Case report: Hyperthyroid hypokalemic periodic paralysis

INTRODUCTION AND IMPORTANCE: HHPP is a rare type of hypokalemic PP that can occur when there is hyperthyroidism.Thyrotoxic periodic paralysis is due to increased influx of potassium into skeletal muscle cells which leads to profound hypokalemia and paralysis. Insulin and Epinephrine are also responsible for stimulating the Na–K-ATPase pumps which are over expressed during hyperthyroid state. Laboratory hypokalemia in the background of hyperthyroidism with sudden symmetric paralysis point toward the diagnosis. CASE: We present a case of 25 year old male with limb weakness for 3hours following heavy dinner.He felt weakness after waking up in the morning where he could not move his both lower limbs. He also had difficulty moving upper limbs. CLINICAL FINDINGS AND INVESTIGATIONS: Examination revealed proximal muscle weakness with power of 2/5, decreased muscle tone, diminished deep tendon reflexes in all four limbs and equivocal plantar reflex bilaterally. Investigation sent were Total Leukocyte count, Hemoglobin, Renal function test, Liver Function test,Thyroid function test, Vitamin B12, Serology, ACTH, Serum calcium, Serum phosphate, Serum magnesium, Urine R/ME and Stool R/ME. INTERVENTION AND OUTCOME: Patient is treated with 10mEq/L/hr infusion of potassium chloride, methimazole and beta-blockers.
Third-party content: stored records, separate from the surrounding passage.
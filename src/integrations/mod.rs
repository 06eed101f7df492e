//! External service integrations.

pub mod mailer {
    pub use crate::mailer::*;
}

pub mod notifications {
    pub use crate::notifications::*;
}

pub mod enrichment {
    pub use crate::enrichment::*;
}

pub mod circuit_breaker {
    pub use crate::circuit_breaker::*;
}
He is stable and is in regular followup in medicine OPD. RELEVANCE AND IMPACT: Early diagnosis of HHPP is very essential to prevent fatal complications (cardiac and respiratory). It can be treated by timely potassium supplementation, methimazole and beta-blockers. Clinicians must be concerned about Hyperkalemia while supplementing Potassium in bed side.